═════ Source material

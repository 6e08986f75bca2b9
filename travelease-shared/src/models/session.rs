use chrono::{DateTime, Utc};
use serde::{Deserialize, Serialize};
use std::fmt;
use uuid::Uuid;

/// Opaque, stable account identifier
#[derive(Debug, Clone, Copy, Serialize, Deserialize, PartialEq, Eq, Hash)]
#[serde(transparent)]
pub struct SessionId(Uuid);

impl SessionId {
    /// Deterministic id for an email login: the same address always maps to
    /// the same account, regardless of case or surrounding whitespace.
    pub fn for_email(email: &str) -> Self {
        let normalized = email.trim().to_lowercase();
        Self(Uuid::new_v5(
            &Uuid::NAMESPACE_URL,
            format!("mailto:{}", normalized).as_bytes(),
        ))
    }

    /// Fresh time-ordered id for a newly registered account.
    pub fn fresh() -> Self {
        Self(Uuid::now_v7())
    }
}

impl fmt::Display for SessionId {
    fn fmt(&self, f: &mut fmt::Formatter<'_>) -> fmt::Result {
        fmt::Display::fmt(&self.0, f)
    }
}

/// Durable representation of "who is signed in"
#[derive(Debug, Clone, Serialize, Deserialize, PartialEq, Eq)]
pub struct SessionRecord {
    pub id: SessionId,
    pub email: String,
    pub name: String,
    pub created_at: DateTime<Utc>,
}

impl SessionRecord {
    pub fn new(id: SessionId, email: impl Into<String>, name: impl Into<String>) -> Self {
        Self {
            id,
            email: email.into(),
            name: name.into(),
            created_at: Utc::now(),
        }
    }

    /// Display name used when none was given: the local part of the email.
    pub fn default_name(email: &str) -> &str {
        email.split('@').next().unwrap_or(email)
    }
}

══════════

__What you will do__
This exercise calls for repeating every line of the data exactly.

__Solution to the problem__
repository 6e08986f75bca2b9
filename travelease-shared/src/models/session.rs
use chrono::{DateTime, Utc};
use serde::{Deserialize, Serialize};
use std::fmt;
use uuid::Uuid;

/// Opaque, stable account identifier
#[derive(Debug, Clone, Copy, Serialize, Deserialize, PartialEq, Eq, Hash)]
#[serde(transparent)]
pub struct SessionId(Uuid);

impl SessionId {
    /// Deterministic id for an email login: the same address always maps to
    /// the same account, regardless of case or surrounding whitespace.
    pub fn for_email(email: &str) -> Self {
        let normalized = email.trim().to_lowercase();
        Self(Uuid::new_v5(
            &Uuid::NAMESPACE_URL,
            format!("mailto:{}", normalized).as_bytes(),
        ))
    }

    /// Fresh time-ordered id for a newly registered account.
    pub fn fresh() -> Self {
        Self(Uuid::now_v7())
    }
}

impl fmt::Display for SessionId {
    fn fmt(&self, f: &mut fmt::Formatter<'_>) -> fmt::Result {
        fmt::Display::fmt(&self.0, f)
    }
}

/// Durable representation of "who is signed in"
#[derive(Debug, Clone, Serialize, Deserialize, PartialEq, Eq)]
pub struct SessionRecord {
    pub id: SessionId,
    pub email: String,
    pub name: String,
    pub created_at: DateTime<Utc>,
}

impl SessionRecord {
    pub fn new(id: SessionId, email: impl Into<String>, name: impl Into<String>) -> Self {
        Self {
            id,
            email: email.into(),
            name: name.into(),
            created_at: Utc::now(),
        }
    }

    /// Display name used when none was given: the local part of the email.
    pub fn default_name(email: &str) -> &str {
        email.split('@').next().unwrap_or(email)
    }
}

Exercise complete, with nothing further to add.